____ DATA SHOWN
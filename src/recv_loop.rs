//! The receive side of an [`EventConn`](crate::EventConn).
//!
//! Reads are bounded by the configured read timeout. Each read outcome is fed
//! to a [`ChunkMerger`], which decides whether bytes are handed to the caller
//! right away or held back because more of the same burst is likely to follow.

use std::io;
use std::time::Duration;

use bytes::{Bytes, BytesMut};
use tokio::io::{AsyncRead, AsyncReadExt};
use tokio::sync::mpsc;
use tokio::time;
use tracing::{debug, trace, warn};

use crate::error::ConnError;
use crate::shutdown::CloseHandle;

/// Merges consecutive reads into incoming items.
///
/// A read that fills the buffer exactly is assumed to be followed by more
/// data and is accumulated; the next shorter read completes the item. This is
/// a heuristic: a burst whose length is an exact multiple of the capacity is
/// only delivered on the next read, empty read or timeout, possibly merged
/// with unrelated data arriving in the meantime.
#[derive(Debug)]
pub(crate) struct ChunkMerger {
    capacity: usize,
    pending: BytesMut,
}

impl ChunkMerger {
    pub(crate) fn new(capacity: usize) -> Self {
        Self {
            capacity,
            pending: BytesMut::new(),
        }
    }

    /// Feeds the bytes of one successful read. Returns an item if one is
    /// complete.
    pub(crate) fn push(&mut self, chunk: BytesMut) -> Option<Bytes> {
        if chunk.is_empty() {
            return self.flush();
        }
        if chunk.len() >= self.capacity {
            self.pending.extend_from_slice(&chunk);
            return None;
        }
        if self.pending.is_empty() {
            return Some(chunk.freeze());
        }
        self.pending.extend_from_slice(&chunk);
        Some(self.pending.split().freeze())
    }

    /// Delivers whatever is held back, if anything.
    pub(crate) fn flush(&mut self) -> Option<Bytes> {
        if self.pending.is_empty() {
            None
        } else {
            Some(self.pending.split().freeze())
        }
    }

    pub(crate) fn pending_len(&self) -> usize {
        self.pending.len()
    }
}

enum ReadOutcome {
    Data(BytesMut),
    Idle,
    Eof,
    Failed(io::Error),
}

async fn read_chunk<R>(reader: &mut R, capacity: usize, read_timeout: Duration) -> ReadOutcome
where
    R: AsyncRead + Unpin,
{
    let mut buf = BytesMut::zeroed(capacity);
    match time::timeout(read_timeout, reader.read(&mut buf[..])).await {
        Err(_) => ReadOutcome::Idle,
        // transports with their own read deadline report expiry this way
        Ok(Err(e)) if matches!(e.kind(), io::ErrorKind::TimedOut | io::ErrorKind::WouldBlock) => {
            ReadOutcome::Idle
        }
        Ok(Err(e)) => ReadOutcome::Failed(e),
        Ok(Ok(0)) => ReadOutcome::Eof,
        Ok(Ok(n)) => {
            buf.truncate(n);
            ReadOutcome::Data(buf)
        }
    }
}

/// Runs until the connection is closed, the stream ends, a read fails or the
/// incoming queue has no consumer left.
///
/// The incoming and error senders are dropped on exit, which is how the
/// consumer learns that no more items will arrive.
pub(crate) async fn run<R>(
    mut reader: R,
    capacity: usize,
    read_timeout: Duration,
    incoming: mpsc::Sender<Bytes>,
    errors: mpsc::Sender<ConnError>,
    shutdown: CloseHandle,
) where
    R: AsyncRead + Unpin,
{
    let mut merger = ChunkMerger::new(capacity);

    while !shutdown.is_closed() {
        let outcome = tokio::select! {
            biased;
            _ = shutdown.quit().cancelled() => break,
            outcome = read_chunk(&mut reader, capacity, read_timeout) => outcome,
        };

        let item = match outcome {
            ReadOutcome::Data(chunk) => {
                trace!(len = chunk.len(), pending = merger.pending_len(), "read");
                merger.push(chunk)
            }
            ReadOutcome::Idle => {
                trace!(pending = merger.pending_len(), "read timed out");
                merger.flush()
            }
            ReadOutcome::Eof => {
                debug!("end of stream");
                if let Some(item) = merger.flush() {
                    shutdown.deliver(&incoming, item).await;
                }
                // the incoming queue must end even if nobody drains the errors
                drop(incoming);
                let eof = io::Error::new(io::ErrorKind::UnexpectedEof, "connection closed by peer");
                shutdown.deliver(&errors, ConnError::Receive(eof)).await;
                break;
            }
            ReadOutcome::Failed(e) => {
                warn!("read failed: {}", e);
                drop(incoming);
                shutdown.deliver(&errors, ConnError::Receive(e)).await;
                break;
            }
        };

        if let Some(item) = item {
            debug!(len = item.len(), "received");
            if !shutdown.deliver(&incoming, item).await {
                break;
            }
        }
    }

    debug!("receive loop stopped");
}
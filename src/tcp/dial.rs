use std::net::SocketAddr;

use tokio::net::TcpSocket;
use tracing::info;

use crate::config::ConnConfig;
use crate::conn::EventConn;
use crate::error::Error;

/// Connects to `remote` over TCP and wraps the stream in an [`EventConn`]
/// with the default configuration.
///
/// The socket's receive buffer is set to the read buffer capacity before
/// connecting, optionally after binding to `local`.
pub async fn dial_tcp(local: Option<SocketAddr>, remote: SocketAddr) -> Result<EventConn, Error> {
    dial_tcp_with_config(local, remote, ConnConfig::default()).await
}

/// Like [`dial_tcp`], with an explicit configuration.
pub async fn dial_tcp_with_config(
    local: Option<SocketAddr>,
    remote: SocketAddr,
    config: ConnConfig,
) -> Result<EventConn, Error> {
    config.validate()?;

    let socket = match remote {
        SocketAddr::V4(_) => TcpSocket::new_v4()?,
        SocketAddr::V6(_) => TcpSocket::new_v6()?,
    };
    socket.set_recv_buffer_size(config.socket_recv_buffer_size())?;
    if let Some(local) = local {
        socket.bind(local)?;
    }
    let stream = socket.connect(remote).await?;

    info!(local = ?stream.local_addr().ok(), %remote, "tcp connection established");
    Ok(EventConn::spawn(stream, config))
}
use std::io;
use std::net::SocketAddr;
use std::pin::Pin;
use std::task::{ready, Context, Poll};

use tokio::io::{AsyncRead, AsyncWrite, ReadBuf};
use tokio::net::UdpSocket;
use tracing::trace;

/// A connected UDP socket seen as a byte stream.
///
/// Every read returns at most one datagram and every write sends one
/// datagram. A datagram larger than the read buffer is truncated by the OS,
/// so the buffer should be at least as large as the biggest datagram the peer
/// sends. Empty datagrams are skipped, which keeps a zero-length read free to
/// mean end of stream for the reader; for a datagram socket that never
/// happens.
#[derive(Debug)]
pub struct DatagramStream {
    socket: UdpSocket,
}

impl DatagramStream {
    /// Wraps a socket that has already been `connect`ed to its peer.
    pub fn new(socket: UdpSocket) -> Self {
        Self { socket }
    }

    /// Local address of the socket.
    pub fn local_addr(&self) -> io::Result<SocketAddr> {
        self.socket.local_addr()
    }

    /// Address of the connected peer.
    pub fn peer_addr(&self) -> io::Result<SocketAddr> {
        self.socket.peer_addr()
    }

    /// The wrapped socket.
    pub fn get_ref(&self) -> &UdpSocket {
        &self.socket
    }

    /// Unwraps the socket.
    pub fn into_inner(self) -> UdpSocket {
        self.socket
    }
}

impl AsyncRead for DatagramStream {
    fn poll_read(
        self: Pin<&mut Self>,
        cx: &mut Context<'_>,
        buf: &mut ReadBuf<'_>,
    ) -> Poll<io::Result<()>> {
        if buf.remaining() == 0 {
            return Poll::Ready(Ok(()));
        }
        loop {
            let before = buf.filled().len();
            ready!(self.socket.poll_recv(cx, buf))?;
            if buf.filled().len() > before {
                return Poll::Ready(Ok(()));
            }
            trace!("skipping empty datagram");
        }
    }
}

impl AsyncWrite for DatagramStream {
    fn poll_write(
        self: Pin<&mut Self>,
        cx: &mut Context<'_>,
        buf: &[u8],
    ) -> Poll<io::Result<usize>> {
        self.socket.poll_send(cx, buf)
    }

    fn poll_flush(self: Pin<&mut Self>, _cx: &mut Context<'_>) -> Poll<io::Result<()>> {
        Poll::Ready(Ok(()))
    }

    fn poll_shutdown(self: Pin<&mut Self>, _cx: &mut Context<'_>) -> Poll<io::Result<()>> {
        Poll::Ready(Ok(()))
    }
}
________
> [TASK DIRECTIONS]:
Up to and including the line with "likely to follow.", please return the records exactly, beginning from their first line.

> [ANSWER TO THE PROBLEM]:
filename src/recv_loop.rs
//! The receive side of an [`EventConn`](crate::EventConn).
//!
//! Reads are bounded by the configured read timeout. Each read outcome is fed
//! to a [`ChunkMerger`], which decides whether bytes are handed to the caller
//! right away or held back because more of the same burst is likely to follow.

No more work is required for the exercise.